### WHAT THE TASK REQUIRES
How many lines of the entries below include the word "WorkspaceViolation"? Answer with the number alone.
● ● ● ● ●
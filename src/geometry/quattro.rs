//! Closed-form inverse kinematics for the 4-DOF Quattro geometry.
//!
//! Same strut algebra as the Delta, with a fourth arm and one rotational
//! degree of freedom: the end-effector platform can turn around the vertical
//! axis by `phi`, the fourth pose component.

use std::f64::consts::{FRAC_PI_2, FRAC_PI_4, PI};

use crate::forward_solver::solve_forward;
use crate::kinematic_traits::{Joints, Kinematics, Pose};
use crate::motion_error::MotionError;
use crate::parameters::QuattroParams;

/// Arms closer than this to the horizontal are rejected; the real mechanism
/// binds slightly before the mathematical limit.
const GUARD_ANGLE: f64 = 3.0 * PI / 180.0;

pub struct QuattroKinematics {
    params: QuattroParams,
}

impl QuattroKinematics {
    pub fn new(params: QuattroParams) -> Self {
        QuattroKinematics { params }
    }

    /// Resting pose below the base center, platform turned 45 degrees so all
    /// four effector bars see the same geometry.
    fn resting_pose(&self) -> Pose {
        let p = &self.params;
        let reach = p.base_radius - p.effector_bar / 2f64.sqrt();
        let z = p.l1 + (p.l2 * p.l2 - reach * reach).sqrt();
        vec![0.0, 0.0, -z, FRAC_PI_4]
    }
}

impl Kinematics for QuattroKinematics {
    fn dof(&self) -> usize {
        4
    }

    fn inverse(&self, pose: &[f64]) -> Result<Joints, MotionError> {
        let p = &self.params;
        let (l1, l2) = (p.l1, p.l2);
        let r = p.base_radius;
        let a = p.effector_bar;

        // Cartesian target; z measured downward in the strut equations
        let x = pose[0];
        let y = pose[1];
        let z = -pose[2];
        let phi = pose[3];

        let c_phi = phi.cos();
        let s_phi = phi.sin();

        // Auxiliary quadratic-form coefficients, one per arm
        let g = [
            2.0 * l1 * (x - a * c_phi + r),
            2.0 * l1 * (y - a * s_phi + r),
            2.0 * l1 * (-x - a * c_phi + r),
            2.0 * l1 * (-y - a * s_phi + r),
        ];

        let q = x * x + y * y + z * z + l1 * l1 + r * r - l2 * l2;
        let h = [
            q + (a * c_phi).powi(2) - 2.0 * a * c_phi * (x + r) + 2.0 * x * r,
            q + (a * s_phi).powi(2) - 2.0 * a * s_phi * (y + r) + 2.0 * y * r,
            q + (a * c_phi).powi(2) + 2.0 * a * c_phi * (x - r) - 2.0 * x * r,
            q + (a * s_phi).powi(2) + 2.0 * a * s_phi * (y - r) - 2.0 * y * r,
        ];

        let f = -2.0 * z * l1;

        let mut thetas = Vec::with_capacity(4);
        for i in 0..4 {
            let discriminant = f * f - h[i] * h[i] + g[i] * g[i];
            if discriminant < 0.0 {
                return Err(MotionError::WorkspaceViolation);
            }
            let root = discriminant.sqrt();
            let denom = h[i] - g[i];

            // Pick the solution with the arm pointing outwards
            let theta1 = 2.0 * f64::atan2(-f + root, denom);
            if theta1.abs() <= FRAC_PI_2 {
                if theta1 < GUARD_ANGLE {
                    return Err(MotionError::WorkspaceViolation);
                }
                thetas.push(theta1);
            } else {
                let mut theta2 = 2.0 * f64::atan2(-f - root, denom);
                if theta2 < -PI {
                    theta2 += 2.0 * PI;
                }
                if theta2 < GUARD_ANGLE {
                    return Err(MotionError::WorkspaceViolation);
                } else if theta2 > PI {
                    theta2 -= 2.0 * PI;
                }
                thetas.push(theta2);
            }
        }

        Ok(thetas)
    }

    fn forward(&self, joints: &[f64]) -> Result<Pose, MotionError> {
        solve_forward(self, joints, self.resting_pose())
    }

    fn set_dimensions(&mut self, params: &[f64]) -> Result<(), MotionError> {
        match params {
            [base_radius, effector_bar, l1, l2] => {
                self.params = QuattroParams {
                    base_radius: *base_radius,
                    effector_bar: *effector_bar,
                    l1: *l1,
                    l2: *l2,
                };
                Ok(())
            }
            _ => Err(MotionError::Configuration(format!(
                "Quattro geometry takes 4 parameters, got {}",
                params.len()
            ))),
        }
    }
}

#[cfg(test)]
mod tests {
    use super::*;

    #[test]
    fn platform_pulled_too_high_is_rejected() {
        let kinematics = QuattroKinematics::new(QuattroParams::reference());
        let result = kinematics.inverse(&[0.0, 0.0, -60.0, FRAC_PI_4]);
        assert_eq!(result, Err(MotionError::WorkspaceViolation));
    }
}
use std::time::Instant;

use crate::delta::DeltaKinematics;
use crate::hardware::SimulatedDriver;
use crate::kinematic_traits::Kinematics;
use crate::motion_error::MotionError;
use crate::parameters::DeltaParams;
use crate::robot::{Robot, RobotVariant};

fn delta_robot() -> (Robot, std::sync::Arc<std::sync::Mutex<crate::hardware::DriverLog>>) {
    let driver = SimulatedDriver::new(3);
    let log = driver.log();
    let mut robot = Robot::build(RobotVariant::Delta, Box::new(driver));
    robot.home("90").expect("reference homing");
    (robot, log)
}

#[test]
fn homing_adopts_the_reference_pose() {
    let (robot, _) = delta_robot();
    assert_eq!(robot.current_pose(), robot.home_pose());
    // 90 degrees per joint, in microsteps of the configured resolution
    let quarter_turn = (std::f64::consts::FRAC_PI_2 / robot.config().step_angle()).round() as i64;
    assert_eq!(robot.current_steps(), &[quarter_turn; 3][..]);
    // The reference pose sits straight below the base center
    assert!(robot.home_pose()[0].abs() < 1e-6);
    assert!(robot.home_pose()[1].abs() < 1e-6);
    assert!(robot.home_pose()[2] < -200.0);
}

#[test]
fn unknown_homing_method_is_a_configuration_error() {
    let (mut robot, _) = delta_robot();
    assert!(matches!(
        robot.home("45"),
        Err(MotionError::Configuration(_))
    ));
}

#[test]
fn ptp_move_commits_pose_and_steps_together() {
    let (mut robot, log) = delta_robot();
    let before = robot.current_steps().to_vec();

    let target = vec![20.0, -15.0, robot.home_pose()[2] + 25.0];
    robot.mov(&target).expect("target is inside the workspace");

    assert_eq!(robot.current_pose(), &target[..]);

    // Steps must be the exact step-equivalent of the committed pose
    let kinematics = DeltaKinematics::new(DeltaParams::reference());
    let angles = kinematics.inverse(&target).unwrap();
    let expected = robot.angles_to_steps(&angles);
    assert_eq!(robot.current_steps(), &expected[..]);

    // And every axis received exactly its travel in pulses
    let log = log.lock().unwrap();
    for axis in 0..3 {
        let travel = (expected[axis] - before[axis]).unsigned_abs();
        assert_eq!(log.pulses[axis], travel, "axis {}", axis);
    }
}

#[test]
fn workspace_violation_leaves_the_robot_untouched() {
    let (mut robot, log) = delta_robot();
    let pose_before = robot.current_pose().to_vec();
    let steps_before = robot.current_steps().to_vec();

    let result = robot.mov(&[400.0, 0.0, -150.0]);
    assert_eq!(result, Err(MotionError::WorkspaceViolation));

    assert_eq!(robot.current_pose(), &pose_before[..]);
    assert_eq!(robot.current_steps(), &steps_before[..]);
    assert!(log.lock().unwrap().rounds.is_empty(), "no pulses may be emitted");
}

#[test]
fn oversized_pose_is_truncated_to_dof() {
    let (mut robot, _) = delta_robot();
    let z = robot.home_pose()[2] + 20.0;
    robot.mov(&[5.0, 5.0, z, 9.9, 9.9, 9.9]).expect("extra components are dropped");
    assert_eq!(robot.current_pose().len(), 3);
}

#[test]
fn linear_move_arrives_with_consistent_state() {
    let (mut robot, _) = delta_robot();
    let z = robot.home_pose()[2] + 30.0;
    robot.mov(&[0.0, 0.0, z]).unwrap();

    let target = vec![20.0, 0.0, z];
    robot.mov_lin(&target, 10.0, 3.0, None).unwrap();

    for (have, want) in robot.current_pose().iter().zip(&target) {
        assert!((have - want).abs() < 1e-9);
    }
    let kinematics = DeltaKinematics::new(DeltaParams::reference());
    let expected = robot.angles_to_steps(&kinematics.inverse(&target).unwrap());
    assert_eq!(robot.current_steps(), &expected[..]);
}

#[test]
fn linear_move_keeps_progress_up_to_the_workspace_edge() {
    let (mut robot, _) = delta_robot();
    let z = robot.home_pose()[2] + 40.0;
    robot.mov(&[0.0, 0.0, z]).unwrap();

    // Far outside laterally; the move must end quietly at the boundary
    robot.mov_lin(&[200.0, 0.0, z], 10.0, 3.0, None).expect("partial motion is not an error");

    let x = robot.current_pose()[0];
    assert!(x > 0.0, "some waypoints must have been reached, got x = {}", x);
    assert!(x < 200.0, "the target itself is unreachable");
}

#[test]
fn velocity_pacing_stretches_the_move_in_time() {
    let (mut robot, _) = delta_robot();
    let z = robot.home_pose()[2] + 30.0;
    robot.mov(&[0.0, 0.0, z]).unwrap();

    // 20 mm at 4 cm/s: half a second of schedule for an otherwise
    // instantaneous simulated move
    let started = Instant::now();
    robot.mov_lin(&[20.0, 0.0, z], 10.0, 3.0, Some(4.0)).unwrap();
    assert!(started.elapsed().as_secs_f64() > 0.4);
}

#[test]
fn unknown_variant_name_is_rejected() {
    assert!(matches!(
        "hexapod".parse::<RobotVariant>(),
        Err(MotionError::Configuration(_))
    ));
    assert_eq!("Quattro".parse::<RobotVariant>().unwrap(), RobotVariant::Quattro);
    assert_eq!(" 6rus ".parse::<RobotVariant>().unwrap(), RobotVariant::SixRus);
}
● ● ● ● ●
### SOLUTION BELOW
5